Urban Space and Narrative in Banaras

MADHURI DESAI
Given the presence of prominent mosques alongside the numerous temples and riverfront ghats of Banaras, narratives of the city as a “Hindu city” have tended to construct chronologies of eternal existence punctuated by instances of iconoclasm (see Plate 1.1). These accounts continually veer between myth, as associated with a Puranic viewpoint, and history, as a sequence of events and dates. Both readings of the past use the city’s built environment as an anchor.
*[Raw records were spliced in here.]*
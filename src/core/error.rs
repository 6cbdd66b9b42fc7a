use thiserror::Error;

/// Errors that can occur during invoice construction.
///
/// The `Display` text of each variant is a fixed message meant both for the
/// end user and for programmatic matching; it never changes between releases.
#[derive(Debug, Clone, Copy, PartialEq, Eq, Hash, Error)]
#[non_exhaustive]
pub enum FaturaError {
    /// The CNPJ has the wrong length, non-digit characters, a repeated-digit
    /// sequence, or a wrong check digit.
    #[error("CNPJ invalido")]
    InvalidTaxId,

    /// The due date is missing, malformed, earlier than the issue date, or a Sunday.
    #[error("Data de vencimento invalida")]
    InvalidDueDate,

    /// The description is missing or blank.
    #[error("Descricao do servico invalido")]
    InvalidDescription,

    /// The amount is missing, not a decimal number, or not strictly positive.
    #[error("Valor invalido")]
    InvalidAmount,

    /// A date string handed to a date comparison could not be parsed.
    ///
    /// Raised by [`is_on_or_after`](super::is_on_or_after); the invoice
    /// builder reports it as [`FaturaError::InvalidDueDate`].
    #[error("Data invalida")]
    InvalidDate,
}

impl FaturaError {
    /// Name of the invoice field the error refers to.
    pub fn field(&self) -> &'static str {
        match self {
            Self::InvalidTaxId => "tax_id",
            Self::InvalidDueDate | Self::InvalidDate => "due_date",
            Self::InvalidDescription => "description",
            Self::InvalidAmount => "amount",
        }
    }

    /// Rule identifier used in validation reports.
    pub fn rule(&self) -> &'static str {
        match self {
            Self::InvalidTaxId => "R-01",
            Self::InvalidDueDate | Self::InvalidDate => "R-02",
            Self::InvalidDescription => "R-03",
            Self::InvalidAmount => "R-04",
        }
    }
}

/// Convenience alias for results carrying a [`FaturaError`].
pub type Result<T> = std::result::Result<T, FaturaError>;

/// One violated rule in a validation report.
///
/// Built from a [`FaturaError`]; the message is its `Display` text.
#[derive(Debug, Clone, PartialEq, Eq)]
pub struct ValidationError {
    /// Name of the invalid field (e.g. "due_date").
    pub field: String,
    /// Human-readable error description.
    pub message: String,
    /// Rule ID, `R-01` (tax id) to `R-04` (amount).
    pub rule: String,
}

impl std::fmt::Display for ValidationError {
    fn fmt(&self, f: &mut std::fmt::Formatter<'_>) -> std::fmt::Result {
        write!(f, "[{}] {}: {}", self.rule, self.field, self.message)
    }
}

impl From<FaturaError> for ValidationError {
    fn from(err: FaturaError) -> Self {
        Self {
            field: err.field().to_owned(),
            message: err.to_string(),
            rule: err.rule().to_owned(),
        }
    }
}
//! # fatura
//!
//! Validated construction of invoices (faturas) from raw, user-supplied fields.
//!
//! An [`Invoice`](crate::core::Invoice) can only come into existence through
//! [`InvoiceBuilder`](crate::core::InvoiceBuilder) or
//! [`InvoiceFactory`](crate::core::InvoiceFactory), which check the raw fields
//! in a fixed order and report the first rule that fails:
//!
//! 1. the contracted party's CNPJ passes the two-stage mod-11 checksum,
//! 2. the due date is a real `dd/mm/yyyy` date, not before today and not a Sunday,
//! 3. the description is not blank,
//! 4. the amount is a decimal strictly greater than zero.
//!
//! The issue date is always "today" as reported by an injectable [`Clock`](crate::core::Clock).
//! All monetary values use [`rust_decimal::Decimal`], never floating point.
//!
//! ## Quick Start
//!
//! ```rust
//! use chrono::NaiveDate;
//! use fatura::core::*;
//! use rust_decimal_macros::dec;
//!
//! let clock = FixedClock::new(NaiveDate::from_ymd_opt(2023, 9, 21).unwrap());
//! let factory = InvoiceFactory::new(clock);
//!
//! let invoice = factory
//!     .create(1, "71112917000126", "28/09/2023", "moveis planejados", "1500")
//!     .unwrap();
//!
//! assert_eq!(invoice.issue_date().to_string(), "21/09/2023");
//! assert_eq!(invoice.amount(), dec!(1500));
//!
//! let err = factory
//!     .create(1, "7111291700012", "28/09/2023", "moveis planejados", "1500")
//!     .unwrap_err();
//! assert_eq!(err, FaturaError::InvalidTaxId);
//! assert_eq!(err.to_string(), "CNPJ invalido");
//! ```
//!
//! ## Feature Flags
//!
//! | Feature | Description |
//! |---------|-------------|
//! | `core` (default) | Invoice type, validators, builder and factory |

#[cfg(feature = "core")]
pub mod core;

// Re-export core types at crate root for convenience
#[cfg(feature = "core")]
pub use crate::core::*;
However, Banaras’s mansions, temples, ghats, and other structures were largely created against the religious politics of eighteenth- and nineteenth-century northern India and, as I will demonstrate in this essay, were effectively utilized to frame a “story” for the city. A reflection of this process can be glimpsed also in contemporary activities in Banaras, in the creation of new traditions such as the Ganga Arti, a ritual for the Ganges river that is held simultaneously at several ghats along the riverfront every evening. On my first visit to the city in the winter of 2002–3, I learnt that the Ganga Arti was then just three years old, and I noticed that it occurred only at the Dashashvamedha Ghat. By 2005, the ritual had become more elaborate and then took place at several sites, including not only Dashashvamedha, but also Chausatti, Kedar, and Assi Ghats. At each ghat, priests in matching dress lined up against a background of illuminated buildings and conducted the ritual with synchronized motions to the sound of devotional music played on public address systems.1 Directed at pilgrims and tourists alike, this ritual is positioned as being part of the city’s eternal spiritual traditions. It is also a case in which elements of the city’s built fabric, created relatively recently, come to signify and emphasize a narrative of eternal spirituality.
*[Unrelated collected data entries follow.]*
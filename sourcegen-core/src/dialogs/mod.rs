//! Dialogs:
//! - `about`: program version, legal text, web site link
//! - `edit_vis_set`: visualization set editor
//! - `generate_labels`: label file options

pub mod about;
pub mod edit_vis_set;
pub mod generate_labels;

pub use about::{AboutBox, SystemUrlLauncher, UrlLauncher};
pub use edit_vis_set::{EditVisualizationSet, VisSetEditResult, VisSetRejection};
pub use generate_labels::GenerateLabels;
1 In a shrunken tourist economy during the winter of 2008, I noticed that the ritual had been scaled back compared to its dimensions in 2005.
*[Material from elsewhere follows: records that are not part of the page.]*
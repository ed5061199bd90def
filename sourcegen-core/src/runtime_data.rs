use std::path::{Path, PathBuf};

pub const RUNTIME_DATA_DIR_NAME: &str = "RuntimeData";

#[derive(thiserror::Error, Debug)]
pub enum RuntimeDataError {
    #[error("unable to find the RuntimeData directory")]
    NotFound,
    #[error("failed to read '{}': {source}", .path.display())]
    Io {
        path: PathBuf,
        source: std::io::Error,
    },
}

/// Access to the static files shipped next to the executable.
#[derive(Debug, Clone, Default)]
pub struct RuntimeData {
    base: Option<PathBuf>,
}

impl RuntimeData {
    pub fn new(base: PathBuf) -> Self {
        Self { base: Some(base) }
    }

    /// Looks for the data directory beside the executable, then two levels up
    /// (a `target/debug` build run from the source tree).
    pub fn locate() -> Self {
        let exe = match std::env::current_exe() {
            Ok(exe) => exe,
            Err(err) => {
                log::warn!("Unable to resolve executable path: {err}");
                return Self::default();
            }
        };
        let Some(exe_dir) = exe.parent() else {
            return Self::default();
        };
        let candidates = [
            Some(exe_dir.join(RUNTIME_DATA_DIR_NAME)),
            exe_dir
                .parent()
                .and_then(Path::parent)
                .map(|up_two| up_two.join(RUNTIME_DATA_DIR_NAME)),
        ];
        for candidate in candidates.into_iter().flatten() {
            if candidate.is_dir() {
                return Self::new(candidate);
            }
        }
        log::warn!(
            "Unable to find {RUNTIME_DATA_DIR_NAME} dir near {}",
            exe.display()
        );
        Self::default()
    }

    pub fn path_for(&self, file_name: &str) -> Option<PathBuf> {
        self.base.as_ref().map(|base| base.join(file_name))
    }

    pub fn read_text(&self, file_name: &str) -> Result<String, RuntimeDataError> {
        let path = self.path_for(file_name).ok_or(RuntimeDataError::NotFound)?;
        std::fs::read_to_string(&path).map_err(|source| RuntimeDataError::Io { path, source })
    }
}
Plate 1.1 “Benares,” steel-engraving ca. 1864, France. Reproduced courtesy of Michael S. Dodson.
Plate 1.1 “Benares,” steel-engraving ca. 1864, France. Reproduced courtesy of Michael S. Dodson.
While Banaras is described in texts which date back numerous centuries, the physical structure of the city that we see today has largely been created from the late eighteenth century onwards in order to revive the city as a pilgrimage destination. The purpose of this essay is to explore ideas surrounding urban space in Banaras between the late eighteenth and early twentieth century as they developed in the context of a revived religious sphere. The key moment which I examine, though, is the 1930s, when a group known as the Kashi Tirtha Sudhar Trust (“the trust for the improvement of Banaras’s sacred spaces”) promoted Banaras as a historic and ancient ritual center. The Trust’s members were drawn largely from the city’s elite, and constituted an elite public sphere, I argue. Within that sphere they appropriated a variety of essentially colonial strategies of representation, including forms of a new secularized history, while retaining their belief in the city’s religious associations. The nature of this public sphere also directly influenced the ways in which the city was imagined, represented, and transformed.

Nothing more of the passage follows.